Ok, I admit it. I am obsessed. I LOVE macarons. Before I'd ever made them I thought, sure, they're cute and it looks like you can do a lot with 'em, but really? They're just meringue. I have no special reason to want to like them. But they are so much more than "just meringue". Last time I made them I had to give the rest away because I was eating them until I felt sick. And I never do that, in fact I rarely eat much of what I make. But these little cookies have me hooked :)

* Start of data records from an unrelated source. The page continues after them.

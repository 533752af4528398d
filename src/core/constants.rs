// Tick and timing
pub const TICK_RATE_MS: u64 = 800;

// Map generation
pub const MAP_SIZE: usize = 25;
pub const MAP_START: (usize, usize) = (1, 1);
pub const DORMANT_ENEMY_CHANCE: f64 = 0.08;

// Exploration
pub const EXPLORE_MP_REGEN: f64 = 2.0;
pub const MAX_AMBUSH_ENEMIES: usize = 3;

// Combat: hero turn
pub const MAX_ACTORS_PER_SIDE: usize = 2;
pub const SKILL_ATTEMPT_CHANCE: f64 = 0.3;
pub const SKILL_DEF_FACTOR: f64 = 0.1;
pub const BASIC_DEF_FACTOR: f64 = 0.2;
pub const BASIC_ROLL_MIN: f64 = 0.8;
pub const BASIC_ROLL_SPREAD: f64 = 0.4;

// Combat: enemy turn
pub const ENEMY_ATTACK_CHANCE: f64 = 0.4;

// Combat outcomes
pub const WIPE_RECOVERY_FRACTION: f64 = 0.5;
pub const VICTORY_RESOLVE_CHANCE: f64 = 0.5;
pub const VICTORY_RECOVERY_FRACTION: f64 = 0.3;
pub const VICTORY_LOOT_CHANCE: f64 = 0.7;
pub const BOSS_LOOT_LEVEL_BONUS: u32 = 2;

// Enemy scaling: (boss, trash)
pub const ENEMY_BASE_HP: f64 = 100.0;
pub const ENEMY_HP_PER_LEVEL: f64 = 25.0;
pub const ENEMY_BASE_ATK: f64 = 15.0;
pub const ENEMY_ATK_PER_LEVEL: f64 = 3.0;
pub const ENEMY_BASE_DEF: f64 = 2.0;
pub const ENEMY_BASE_SPD: f64 = 5.0;
pub const BOSS_HP_MULT: f64 = 20.0;
pub const TRASH_HP_MULT: f64 = 5.0;
pub const BOSS_STAT_MULT: f64 = 3.5;
pub const TRASH_STAT_MULT: f64 = 1.3;
pub const BOSS_SPD_MULT: f64 = 1.2;
pub const TRASH_SPD_MULT: f64 = 0.8;
pub const BOSS_NAME_MARKER: &str = "[Boss]";

// Item rarity thresholds: a roll strictly above the threshold reaches the tier
pub const MYTHIC_THRESHOLD: f64 = 0.98;
pub const LEGENDARY_THRESHOLD: f64 = 0.9;
pub const EPIC_THRESHOLD: f64 = 0.75;
pub const RARE_THRESHOLD: f64 = 0.5;

// Item stat allocation
pub const HEAD_HP_FACTOR: u32 = 5;
pub const HEAD_MP_FACTOR: u32 = 3;
pub const HEAD_MP_CHANCE: f64 = 0.3;
pub const ACCESSORY_SPD_CHANCE: f64 = 0.5;
pub const ACCESSORY_ATK_CHANCE: f64 = 0.5;
pub const ACCESSORY_DEF_CHANCE: f64 = 0.5;
pub const ACCESSORY_MP_CHANCE: f64 = 0.2;

// Rolling game log
pub const MAX_LOG_ENTRIES: usize = 50;
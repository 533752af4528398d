//! Crawl simulator CLI.
//!
//! Run Monte Carlo simulations of the self-playing party.
//!
//! Usage:
//!   cargo run --bin simulate -- [OPTIONS]
//!
//! Examples:
//!   cargo run --bin simulate                    # Default: 100 runs x 20000 ticks
//!   cargo run --bin simulate -- -n 10 -t 5000   # 10 short runs
//!   cargo run --bin simulate -- --seed 42       # Reproducible run

use idle_crawler::config::log_filter;
use idle_crawler::error::Result;
use idle_crawler::simulator::{run_simulation, SimConfig};
use std::env;

fn main() -> Result<()> {
    tracing_subscriber::fmt()
        .with_env_filter(log_filter(
            std::env::var("RUST_LOG").ok().as_deref(),
            "warn",
        ))
        .with_writer(std::io::stderr)
        .init();

    let args: Vec<String> = env::args().collect();
    let Some(config) = SimConfig::parse_args(&args) else {
        print_help();
        return Ok(());
    };

    if config.verbosity >= 1 {
        println!("╔═══════════════════════════════════════════════════════════════╗");
        println!("║                 IDLE CRAWLER SIMULATOR                        ║");
        println!("╚═══════════════════════════════════════════════════════════════╝");
        println!();
        println!("Configuration:");
        println!("  Runs:           {}", config.num_runs);
        println!("  Ticks per Run:  {}", config.ticks_per_run);
        if let Some(seed) = config.seed {
            println!("  Seed:           {}", seed);
        }
        println!();
        println!("Running simulation...");
        println!();
    }

    let report = run_simulation(&config);

    println!("{}", report.to_text());

    if config.json {
        let filename = format!(
            "sim_report_{}.json",
            chrono::Utc::now().format("%Y%m%d_%H%M%S")
        );
        std::fs::write(&filename, report.to_json()?)?;
        println!("JSON report saved to: {}", filename);
    }

    Ok(())
}

fn print_help() {
    println!("Idle Crawler Simulator");
    println!();
    println!("USAGE:");
    println!("    cargo run --bin simulate -- [OPTIONS]");
    println!();
    println!("OPTIONS:");
    println!("    -n, --runs <N>      Number of simulation runs (default: 100)");
    println!("    -s, --seed <S>      Random seed for reproducibility");
    println!("    -t, --ticks <T>     Ticks per run (default: 20,000)");
    println!("    --endurance         20 runs of 200,000 ticks");
    println!("    -v, --verbose       Print every run");
    println!("    -q, --quiet         Only print the report");
    println!("    --json              Save JSON report");
    println!("    -h, --help          Show this help");
}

A local market was advertising blackberries for cheap (in the middle of winter!), so I had to get some and make blackberry macarons. I'm also completely addicted to the whipped chocolate caramel ganache from the French Yule Log. I lightly mashed the berries and cooked them down until they weren't runny. Same macaron recipe as last time (Italian meringue style). I piped the ganache around the edge of one macaron and filled the middle with the blackberry and topped it off. I didn't add any sugar to the blackberry, so the sweet of the macaron and chocolate perfectly offset the tart from the berries. The ganache is very winter, and the berries are very summer, the contrast is great.
Macarons: see this post
Ganache (from Flore of Florilège Gourmand)
1.75 oz (4 Tbsp / 50g) granulated sugar
4.5oz (2/3 cup – 1 Tbsp/ 135g) heavy cream (35% fat content)
5 oz (135g) chocolate, finely chopped
3Tbsp + 1/2tsp (45g) unsalted butter softened
1. Make a caramel: Using the dry method, melt the sugar by spreading it in an even layer in a small saucepan with high sides. Heat over medium-high heat, watching it carefully as the sugar begins to melt. Never stir the mixture. As the sugar starts to melt, swirl the pan occasionally to allow the sugar to melt evenly. Cook to dark amber color (for most of you that means darker than last month’s challenge).
2. While the sugar is melting, heat the cream until boiling. Pour cream into the caramel and stir thoroughly. Be very careful as it may splatter and boil.
3. Pour the hot caramel-milk mixture over the dark chocolate. Wait 30 seconds and stir until smooth.
4. Add the softened butter and whip hard and fast (if you have a plunging mixer use it). The chocolate should be smooth and shiny.